CVE-2026-42388: Missing input validation for catalog zones¶

• CVE: CVE-2026-42388

• Date: 2026-06-25T00:00:00+01:00

• Discovery date: 2026-04-25T00:00:00+01:00

• Affects: PowerDNS Recursor from 5.2.0 up to and including 5.4.2

• Not affected: PowerDNS Recursor 5.2.11, 5.3.8, 5.4.3

• Severity: Medium

• Impact: An invalid catalog zone can cause a crash, but only if catalog zones are configured

• Exploit: A crafted catalog zone might lead to a crash in Recursor

• Risk of system compromise: None

• Solution: Upgrade to patched version

• CWE: CWE-20

• CVSS: 3.1/AV:N/AC:H/PR:N/UI:N/S:U/C:N/I:N/A:H

• Last affected: 5.2.10,5.3.7,5.4.2

• First fixed: 5.2.11,5.3.8,5.4.3

• Internal ID: 488

Incomplete validation of the SOA record present in a catalog zone might lead to a crash.

CVSS Score: 5.3

The remedy is: upgrade to a patched version.

We would like to thank ylwango613 for bringing this issue to our attention.

CVE-2026-42387: Insufficient input validation in ZoneToCache¶

• CVE: CVE-2026-42387

• Date: 2026-06-25T00:00:00+01:00

• Discovery date: 2026-04-25T00:00:00+01:00

• Affects: PowerDNS Recursor from 5.2.0 up to and including 5.4.2

• Not affected: PowerDNS Recursor 5.2.11, 5.3.8, 5.4.3

• Severity: Medium

• Impact: An invalid RRSIG record used in ZoneToCache might cause a crash of the Recusor

• Exploit: When ZoneToCache is used, this problem can be triggered by an attacker sending a crafted zone.

• Risk of system compromise: None

• Solution: Upgrade to patched version

• CWE: CWE-20

• CVSS: 3.1/AV:N/AC:H/PR:N/UI:N/S:U/C:N/I:N/A:H

• Last affected: 5.2.10,5.3.7,5.4.2

• First fixed: 5.2.11,5.3.8,5.4.3

• Internal ID: 489

A malicious authoritative server can send a crafted zone via the ZoneToCache function that leads to a crash of the Recursor due to insuffcient input validation.

CVSS Score: 5.9

The remedy is: upgrade to a patched version.

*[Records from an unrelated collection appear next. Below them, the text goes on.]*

use serde::{Deserialize, Serialize};

/// Which camera parameters a bundle-adjustment pass may refine.
///
/// Engines take these as a positional flag vector; the named fields here
/// replace that call shape, and [`CameraFitMask::to_flags`] restores the
/// positional order for adapters that still need it.
#[derive(Debug, Clone, Copy, PartialEq, Eq, Serialize, Deserialize)]
pub struct CameraFitMask {
    /// Focal length.
    pub fit_f: bool,
    /// Principal point, x.
    pub fit_cx: bool,
    /// Principal point, y.
    pub fit_cy: bool,
    /// Affinity term.
    pub fit_b1: bool,
    /// Skew term.
    pub fit_b2: bool,
    /// Radial distortion, first coefficient.
    pub fit_k1: bool,
    /// Radial distortion, second coefficient.
    pub fit_k2: bool,
    /// Radial distortion, third coefficient.
    pub fit_k3: bool,
    /// Radial distortion, fourth coefficient.
    pub fit_k4: bool,
    /// Tangential distortion, first coefficient.
    pub fit_p1: bool,
    /// Tangential distortion, second coefficient.
    pub fit_p2: bool,
    /// Tangential distortion, third coefficient.
    pub fit_p3: bool,
    /// Tangential distortion, fourth coefficient.
    pub fit_p4: bool,
    /// Rolling-shutter compensation.
    pub fit_shutter: bool,
}

impl CameraFitMask {
    /// Preset run between culling passes: the higher-order radial and
    /// tangential terms stay fixed.
    pub const PARTIAL: Self = Self {
        fit_f: true,
        fit_cx: true,
        fit_cy: true,
        fit_b1: true,
        fit_b2: true,
        fit_k1: true,
        fit_k2: true,
        fit_k3: true,
        fit_k4: false,
        fit_p1: true,
        fit_p2: true,
        fit_p3: false,
        fit_p4: false,
        fit_shutter: false,
    };

    /// Preset for the final refinement rounds: every term except the
    /// rolling-shutter compensation.
    pub const FULL: Self = Self {
        fit_f: true,
        fit_cx: true,
        fit_cy: true,
        fit_b1: true,
        fit_b2: true,
        fit_k1: true,
        fit_k2: true,
        fit_k3: true,
        fit_k4: true,
        fit_p1: true,
        fit_p2: true,
        fit_p3: true,
        fit_p4: true,
        fit_shutter: false,
    };

    /// Positional flag vector in engine argument order:
    /// `f, cx, cy, b1, b2, k1, k2, k3, k4, p1, p2, p3, p4, shutter`.
    pub fn to_flags(&self) -> [bool; 14] {
        [
            self.fit_f,
            self.fit_cx,
            self.fit_cy,
            self.fit_b1,
            self.fit_b2,
            self.fit_k1,
            self.fit_k2,
            self.fit_k3,
            self.fit_k4,
            self.fit_p1,
            self.fit_p2,
            self.fit_p3,
            self.fit_p4,
            self.fit_shutter,
        ]
    }
}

We would like to thank nurmukhammyed for bringing this issue to our attention.

CVE-2026-52690: Spoofed answers can mark an authoritative non-EDNS capable¶

• CVE: CVE-2026-52690

• Date: 2026-06-25T00:00:00+01:00

• Discovery date: 2026-04-29T00:00:00+01:00

• Affects: PowerDNS Recursor from 5.2.0 up to and including 5.4.2

• Not affected: PowerDNS Recursor 5.2.11, 5.3.8, 5.4.3

• Severity: Medium

• Impact: DNSSEC validation of zones served by the targeted authoritative server fails

• Exploit: Spoofing answers to Recursor telling it specific authoritative servers are not EDNS capable

• Risk of system compromise: None

• Solution: Upgrade to patched version

• CWE: CWE-290

• CVSS: 3.1/AV:N/AC:H/PR:N/UI:N/S:U/C:N/I:N/A:H

• Last affected: 5.2.10,5.3.7,5.4.2

• First fixed: 5.2.11,5.3.8,5.4.3

• Internal ID: 493

Spoofing replies to Recursor might mark an IP of an authoritative server as not supporting EDNS, causing valdiation of DNSSEC records served by that server to fail.

CVSS Score: 5.9

The remedy is: upgrade to a patched version.

We would like to thank Mehtab Zafar for bringing this issue to our attention.